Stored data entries
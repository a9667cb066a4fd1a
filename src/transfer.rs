use image::Rgba;
use serde::{Deserialize, Serialize};

use crate::colormap::{ColormapRegistry, LabelPalette};
use crate::error::{Error, Result};

const LUT_SIZE: usize = 256;
const TRANSPARENT: Rgba<f32> = Rgba([0.0; 4]);

/// Window/level: the `(center, width)` pair that selects which scalar range
/// spans the color ramp.
#[derive(Debug, Clone, Copy, PartialEq, Serialize, Deserialize)]
pub struct Window {
    center: f32,
    width: f32,
}

impl Window {
    pub fn new(center: f32, width: f32) -> Result<Self> {
        if !center.is_finite() || !width.is_finite() || width <= 0.0 {
            return Err(Error::InvalidWindow(width));
        }
        Ok(Self { center, width })
    }

    /// Window spanning `[min, max]`; a degenerate range gets width 1.
    pub fn from_range(min: f32, max: f32) -> Self {
        let width = max - min;
        if width.is_finite() && width > 0.0 {
            Self {
                center: min + width / 2.0,
                width,
            }
        } else {
            Self {
                center: if min.is_finite() { min } else { 0.0 },
                width: 1.0,
            }
        }
    }

    pub fn center(&self) -> f32 {
        self.center
    }

    pub fn width(&self) -> f32 {
        self.width
    }

    pub fn lower(&self) -> f32 {
        self.center - self.width / 2.0
    }

    pub fn upper(&self) -> f32 {
        self.center + self.width / 2.0
    }

    /// Position of `value` on the ramp, clamped to `[0, 1]`.
    pub fn normalize(&self, value: f32) -> f32 {
        ((value - self.lower()) / self.width).clamp(0.0, 1.0)
    }
}

/// Where the alpha of a continuous sample comes from.
#[derive(Debug, Clone, Copy, Default, PartialEq, Eq, Serialize, Deserialize)]
pub enum AlphaMode {
    /// The caller's opacity for every in-range sample.
    #[default]
    Constant,
    /// Opacity scaled by the sample's position inside the window.
    Ramp,
}

/// Scalar → color mapping through a windowed colormap.
#[derive(Debug, Clone, PartialEq)]
pub struct ContinuousTransfer {
    window: Window,
    colormap: String,
    lut: Vec<[f32; 3]>,
    alpha_mode: AlphaMode,
    clip_below: bool,
    clip_above: bool,
}

impl ContinuousTransfer {
    pub fn window(&self) -> Window {
        self.window
    }

    pub fn set_window(&mut self, window: Window) {
        self.window = window;
    }

    pub fn colormap(&self) -> &str {
        &self.colormap
    }

    pub fn alpha_mode(&self) -> AlphaMode {
        self.alpha_mode
    }

    pub fn map(&self, value: f32, opacity: f32) -> Rgba<f32> {
        self.map_with_window(value, &self.window, opacity)
    }

    /// Maps through `window` instead of the stored one, for interactive
    /// window/level overrides.
    pub fn map_with_window(&self, value: f32, window: &Window, opacity: f32) -> Rgba<f32> {
        if value.is_nan()
            || (self.clip_below && value < window.lower())
            || (self.clip_above && value > window.upper())
        {
            return TRANSPARENT;
        }
        let t = window.normalize(value);
        let index = (t * (self.lut.len() - 1) as f32).round() as usize;
        let [r, g, b] = self.lut[index.min(self.lut.len() - 1)];
        let alpha = match self.alpha_mode {
            AlphaMode::Constant => opacity,
            AlphaMode::Ramp => t * opacity,
        };
        Rgba([r, g, b, alpha.clamp(0.0, 1.0)])
    }
}

/// Label → color mapping for segmentations.
#[derive(Debug, Clone, PartialEq)]
pub struct DiscreteTransfer {
    palette: LabelPalette,
}

impl DiscreteTransfer {
    pub fn palette(&self) -> &LabelPalette {
        &self.palette
    }

    pub fn palette_mut(&mut self) -> &mut LabelPalette {
        &mut self.palette
    }

    pub fn map(&self, label: i64, opacity: f32) -> Rgba<f32> {
        scale_alpha(self.palette.lookup(label), opacity)
    }

    /// Maps a stored scalar; non-finite values get the unlabeled color.
    pub fn map_value(&self, value: f32, opacity: f32) -> Rgba<f32> {
        match label_of(value) {
            Some(label) => self.map(label, opacity),
            None => scale_alpha(self.palette.unlabeled(), opacity),
        }
    }
}

fn scale_alpha(Rgba([r, g, b, a]): Rgba<f32>, opacity: f32) -> Rgba<f32> {
    Rgba([r, g, b, (a * opacity).clamp(0.0, 1.0)])
}

/// Rounds a stored scalar to a label id. NaN has no label.
pub fn label_of(value: f32) -> Option<i64> {
    value.is_finite().then(|| value.round() as i64)
}

/// A layer's color mapping. Replacing the variant (switching between
/// continuous and discrete) drops the old lookup table with it.
#[derive(Debug, Clone, PartialEq)]
pub enum ColorTransferFunction {
    Continuous(ContinuousTransfer),
    Discrete(DiscreteTransfer),
}

impl ColorTransferFunction {
    pub fn continuous(window: Window, registry: &ColormapRegistry, colormap: &str) -> Self {
        ColorTransferFunction::Continuous(ContinuousTransfer {
            window,
            colormap: colormap.to_lowercase(),
            lut: registry.get(colormap).lut(LUT_SIZE),
            alpha_mode: AlphaMode::Constant,
            clip_below: false,
            clip_above: false,
        })
    }

    pub fn grayscale(window: Window) -> Self {
        Self::continuous(
            window,
            &ColormapRegistry::builtin(),
            ColormapRegistry::GRAYSCALE,
        )
    }

    pub fn discrete(palette: LabelPalette) -> Self {
        ColorTransferFunction::Discrete(DiscreteTransfer { palette })
    }

    /// No effect on discrete mappings.
    pub fn with_alpha_mode(mut self, mode: AlphaMode) -> Self {
        if let ColorTransferFunction::Continuous(c) = &mut self {
            c.alpha_mode = mode;
        }
        self
    }

    /// Makes values below / above the window fully transparent instead of
    /// clamping them to the end colors. No effect on discrete mappings.
    pub fn with_clipping(mut self, below: bool, above: bool) -> Self {
        if let ColorTransferFunction::Continuous(c) = &mut self {
            c.clip_below = below;
            c.clip_above = above;
        }
        self
    }

    pub fn is_continuous(&self) -> bool {
        matches!(self, ColorTransferFunction::Continuous(_))
    }

    pub fn window(&self) -> Option<Window> {
        match self {
            ColorTransferFunction::Continuous(c) => Some(c.window),
            ColorTransferFunction::Discrete(_) => None,
        }
    }

    /// Returns false for discrete mappings, which have no window.
    pub fn set_window(&mut self, window: Window) -> bool {
        match self {
            ColorTransferFunction::Continuous(c) => {
                c.set_window(window);
                true
            }
            ColorTransferFunction::Discrete(_) => false,
        }
    }

    pub fn map(&self, value: f32, opacity: f32) -> Rgba<f32> {
        self.map_with_window(value, None, opacity)
    }

    /// `window` shadows the stored window of a continuous mapping and is
    /// ignored by discrete ones.
    pub fn map_with_window(&self, value: f32, window: Option<&Window>, opacity: f32) -> Rgba<f32> {
        match self {
            ColorTransferFunction::Continuous(c) => {
                c.map_with_window(value, window.unwrap_or(&c.window), opacity)
            }
            ColorTransferFunction::Discrete(d) => d.map_value(value, opacity),
        }
    }
}

#[cfg(test)]
mod tests {
    use super::*;
    use crate::colormap::rgba8;
    use approx::assert_abs_diff_eq;

    fn gray(center: f32, width: f32) -> ColorTransferFunction {
        ColorTransferFunction::grayscale(Window::new(center, width).unwrap())
    }

    #[test]
    fn window_width_must_be_positive() {
        assert!(matches!(Window::new(0.0, 0.0), Err(Error::InvalidWindow(_))));
        assert!(matches!(Window::new(0.0, -5.0), Err(Error::InvalidWindow(_))));
        assert!(Window::new(f32::NAN, 5.0).is_err());
        let w = Window::from_range(3.0, 3.0);
        assert!(w.width() > 0.0);
    }

    #[test]
    fn from_range_round_trips_bounds() {
        let w = Window::from_range(-1000.0, 3000.0);
        assert_abs_diff_eq!(w.center(), 1000.0);
        assert_abs_diff_eq!(w.width(), 4000.0);
        assert_abs_diff_eq!(w.lower(), -1000.0);
        assert_abs_diff_eq!(w.upper(), 3000.0);
    }

    #[test]
    fn continuous_clamps_outside_window() {
        let tf = gray(50.0, 100.0);
        assert_eq!(tf.map(-20.0, 1.0), Rgba([0.0, 0.0, 0.0, 1.0]));
        assert_eq!(tf.map(0.0, 1.0), Rgba([0.0, 0.0, 0.0, 1.0]));
        assert_eq!(tf.map(100.0, 1.0), Rgba([1.0, 1.0, 1.0, 1.0]));
        assert_eq!(tf.map(500.0, 0.25), Rgba([1.0, 1.0, 1.0, 0.25]));
        let mid = tf.map(50.0, 1.0);
        assert_abs_diff_eq!(mid.0[0], 0.5, epsilon = 0.01);
    }

    #[test]
    fn continuous_is_monotonic_inside_window() {
        let tf = gray(0.0, 200.0);
        let mut previous = -1.0;
        for step in 0..=200 {
            let value = -100.0 + step as f32;
            let intensity = tf.map(value, 1.0).0[0];
            assert!(intensity >= previous, "{value} -> {intensity} < {previous}");
            previous = intensity;
        }
    }

    #[test]
    fn clipping_makes_out_of_window_values_transparent() {
        let tf = gray(50.0, 100.0).with_clipping(true, false);
        assert_eq!(tf.map(-1.0, 1.0).0[3], 0.0);
        assert_eq!(tf.map(0.0, 1.0).0[3], 1.0);
        assert_eq!(tf.map(1000.0, 1.0).0[3], 1.0);
        let tf = tf.with_clipping(false, true);
        assert_eq!(tf.map(-1.0, 1.0).0[3], 1.0);
        assert_eq!(tf.map(1000.0, 1.0).0[3], 0.0);
    }

    #[test]
    fn ramp_alpha_follows_window_position() {
        let tf = gray(50.0, 100.0).with_alpha_mode(AlphaMode::Ramp);
        assert_abs_diff_eq!(tf.map(25.0, 0.8).0[3], 0.2);
        assert_abs_diff_eq!(tf.map(-5.0, 0.8).0[3], 0.0);
        assert_abs_diff_eq!(tf.map(100.0, 0.8).0[3], 0.8);
    }

    #[test]
    fn nan_maps_to_transparent() {
        assert_eq!(gray(0.0, 1.0).map(f32::NAN, 1.0), TRANSPARENT);
        let tf = ColorTransferFunction::discrete(LabelPalette::segmentation());
        assert_eq!(tf.map(f32::NAN, 1.0), TRANSPARENT);
    }

    #[test]
    fn window_override_shadows_stored_window() {
        let tf = gray(50.0, 100.0);
        let narrow = Window::new(10.0, 2.0).unwrap();
        assert_eq!(tf.map_with_window(11.0, Some(&narrow), 1.0).0[0], 1.0);
        assert!(tf.map(11.0, 1.0).0[0] < 0.2);
    }

    #[test]
    fn discrete_lookup_is_total_and_scaled_by_opacity() {
        let palette = LabelPalette::new().with_label(2, rgba8([255, 0, 0, 255]));
        let tf = ColorTransferFunction::discrete(palette);
        assert_eq!(tf.map(2.0, 0.5), Rgba([1.0, 0.0, 0.0, 0.5]));
        assert_eq!(tf.map(2.4, 1.0), Rgba([1.0, 0.0, 0.0, 1.0]));
        for value in [0.0, 1.0, 3.0, -7.0, 1e9] {
            assert_eq!(tf.map(value, 1.0), TRANSPARENT);
        }
    }

    #[test]
    fn switching_modes_replaces_the_lookup_table() {
        let mut tf = gray(0.0, 10.0);
        assert!(tf.set_window(Window::new(5.0, 2.0).unwrap()));
        assert_eq!(tf.window().unwrap().center(), 5.0);
        tf = ColorTransferFunction::discrete(LabelPalette::segmentation());
        assert!(!tf.is_continuous());
        assert!(tf.window().is_none());
        assert!(!tf.set_window(Window::new(5.0, 2.0).unwrap()));
    }

    #[test]
    fn unknown_colormap_name_degrades_to_grayscale() {
        let registry = ColormapRegistry::builtin();
        let window = Window::new(0.5, 1.0).unwrap();
        let unknown = ColorTransferFunction::continuous(window, &registry, "does-not-exist");
        let gray = ColorTransferFunction::continuous(window, &registry, "gray");
        assert_eq!(unknown.map(0.3, 1.0), gray.map(0.3, 1.0));
    }
}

### [Exercise details]
Quote exactly the first line of the data and every line after it through the one holding "center: if min.is_finite()".

### [Reply to the task]
repository a9667cb066a4fd1a
filename src/transfer.rs
use image::Rgba;
use serde::{Deserialize, Serialize};

use crate::colormap::{ColormapRegistry, LabelPalette};
use crate::error::{Error, Result};

const LUT_SIZE: usize = 256;
const TRANSPARENT: Rgba<f32> = Rgba([0.0; 4]);

/// Window/level: the `(center, width)` pair that selects which scalar range
/// spans the color ramp.
#[derive(Debug, Clone, Copy, PartialEq, Serialize, Deserialize)]
pub struct Window {
    center: f32,
    width: f32,
}

impl Window {
    pub fn new(center: f32, width: f32) -> Result<Self> {
        if !center.is_finite() || !width.is_finite() || width <= 0.0 {
            return Err(Error::InvalidWindow(width));
        }
        Ok(Self { center, width })
    }

    /// Window spanning `[min, max]`; a degenerate range gets width 1.
    pub fn from_range(min: f32, max: f32) -> Self {
        let width = max - min;
        if width.is_finite() && width > 0.0 {
            Self {
                center: min + width / 2.0,
                width,
            }
        } else {
            Self {
                center: if min.is_finite() { min } else { 0.0 },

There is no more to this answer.